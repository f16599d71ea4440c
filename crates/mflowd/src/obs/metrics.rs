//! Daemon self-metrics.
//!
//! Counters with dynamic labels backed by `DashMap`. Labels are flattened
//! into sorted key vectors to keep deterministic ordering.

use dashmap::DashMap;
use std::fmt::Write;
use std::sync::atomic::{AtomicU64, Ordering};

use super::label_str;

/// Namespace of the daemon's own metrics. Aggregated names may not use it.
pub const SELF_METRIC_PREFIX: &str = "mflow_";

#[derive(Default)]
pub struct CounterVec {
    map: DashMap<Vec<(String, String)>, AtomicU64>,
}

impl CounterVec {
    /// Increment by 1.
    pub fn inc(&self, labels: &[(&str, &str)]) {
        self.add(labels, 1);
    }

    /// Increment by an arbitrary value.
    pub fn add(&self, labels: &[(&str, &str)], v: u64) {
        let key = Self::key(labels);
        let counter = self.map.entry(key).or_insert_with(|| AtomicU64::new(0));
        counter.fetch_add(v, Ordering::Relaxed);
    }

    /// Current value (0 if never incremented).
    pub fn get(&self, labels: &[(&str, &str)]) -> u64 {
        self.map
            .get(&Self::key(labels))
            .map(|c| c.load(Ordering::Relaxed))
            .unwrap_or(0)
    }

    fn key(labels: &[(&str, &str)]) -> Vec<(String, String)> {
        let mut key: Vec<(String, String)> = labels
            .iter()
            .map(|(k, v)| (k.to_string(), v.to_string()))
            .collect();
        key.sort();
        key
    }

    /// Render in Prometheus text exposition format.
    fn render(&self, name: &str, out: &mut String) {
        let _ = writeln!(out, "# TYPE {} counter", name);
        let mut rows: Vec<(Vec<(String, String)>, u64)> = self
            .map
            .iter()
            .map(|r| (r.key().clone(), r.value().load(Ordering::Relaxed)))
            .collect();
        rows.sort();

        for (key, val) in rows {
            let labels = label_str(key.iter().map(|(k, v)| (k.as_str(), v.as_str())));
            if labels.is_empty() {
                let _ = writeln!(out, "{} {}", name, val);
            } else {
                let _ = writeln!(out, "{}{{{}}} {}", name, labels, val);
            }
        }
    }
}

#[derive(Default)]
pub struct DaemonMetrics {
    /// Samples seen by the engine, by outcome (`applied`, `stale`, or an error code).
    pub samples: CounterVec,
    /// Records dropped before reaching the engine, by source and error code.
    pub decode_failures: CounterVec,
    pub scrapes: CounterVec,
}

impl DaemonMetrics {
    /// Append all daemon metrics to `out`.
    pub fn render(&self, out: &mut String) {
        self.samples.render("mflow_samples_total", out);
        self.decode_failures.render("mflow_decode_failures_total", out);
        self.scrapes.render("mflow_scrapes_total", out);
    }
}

════════════════

Please reproduce the entire listing. Keep it identical.

repository f16599d71ea4440c
filename crates/mflowd/src/obs/metrics.rs
//! Daemon self-metrics.
//!
//! Counters with dynamic labels backed by `DashMap`. Labels are flattened
//! into sorted key vectors to keep deterministic ordering.

use dashmap::DashMap;
use std::fmt::Write;
use std::sync::atomic::{AtomicU64, Ordering};

use super::label_str;

/// Namespace of the daemon's own metrics. Aggregated names may not use it.
pub const SELF_METRIC_PREFIX: &str = "mflow_";

#[derive(Default)]
pub struct CounterVec {
    map: DashMap<Vec<(String, String)>, AtomicU64>,
}

impl CounterVec {
    /// Increment by 1.
    pub fn inc(&self, labels: &[(&str, &str)]) {
        self.add(labels, 1);
    }

    /// Increment by an arbitrary value.
    pub fn add(&self, labels: &[(&str, &str)], v: u64) {
        let key = Self::key(labels);
        let counter = self.map.entry(key).or_insert_with(|| AtomicU64::new(0));
        counter.fetch_add(v, Ordering::Relaxed);
    }

    /// Current value (0 if never incremented).
    pub fn get(&self, labels: &[(&str, &str)]) -> u64 {
        self.map
            .get(&Self::key(labels))
            .map(|c| c.load(Ordering::Relaxed))
            .unwrap_or(0)
    }

    fn key(labels: &[(&str, &str)]) -> Vec<(String, String)> {
        let mut key: Vec<(String, String)> = labels
            .iter()
            .map(|(k, v)| (k.to_string(), v.to_string()))
            .collect();
        key.sort();
        key
    }

    /// Render in Prometheus text exposition format.
    fn render(&self, name: &str, out: &mut String) {
        let _ = writeln!(out, "# TYPE {} counter", name);
        let mut rows: Vec<(Vec<(String, String)>, u64)> = self
            .map
            .iter()
            .map(|r| (r.key().clone(), r.value().load(Ordering::Relaxed)))
            .collect();
        rows.sort();

        for (key, val) in rows {
            let labels = label_str(key.iter().map(|(k, v)| (k.as_str(), v.as_str())));
            if labels.is_empty() {
                let _ = writeln!(out, "{} {}", name, val);
            } else {
                let _ = writeln!(out, "{}{{{}}} {}", name, labels, val);
            }
        }
    }
}

#[derive(Default)]
pub struct DaemonMetrics {
    /// Samples seen by the engine, by outcome (`applied`, `stale`, or an error code).
    pub samples: CounterVec,
    /// Records dropped before reaching the engine, by source and error code.
    pub decode_failures: CounterVec,
    pub scrapes: CounterVec,
}

impl DaemonMetrics {
    /// Append all daemon metrics to `out`.
    pub fn render(&self, out: &mut String) {
        self.samples.render("mflow_samples_total", out);
        self.decode_failures.render("mflow_decode_failures_total", out);
        self.scrapes.render("mflow_scrapes_total", out);
    }
}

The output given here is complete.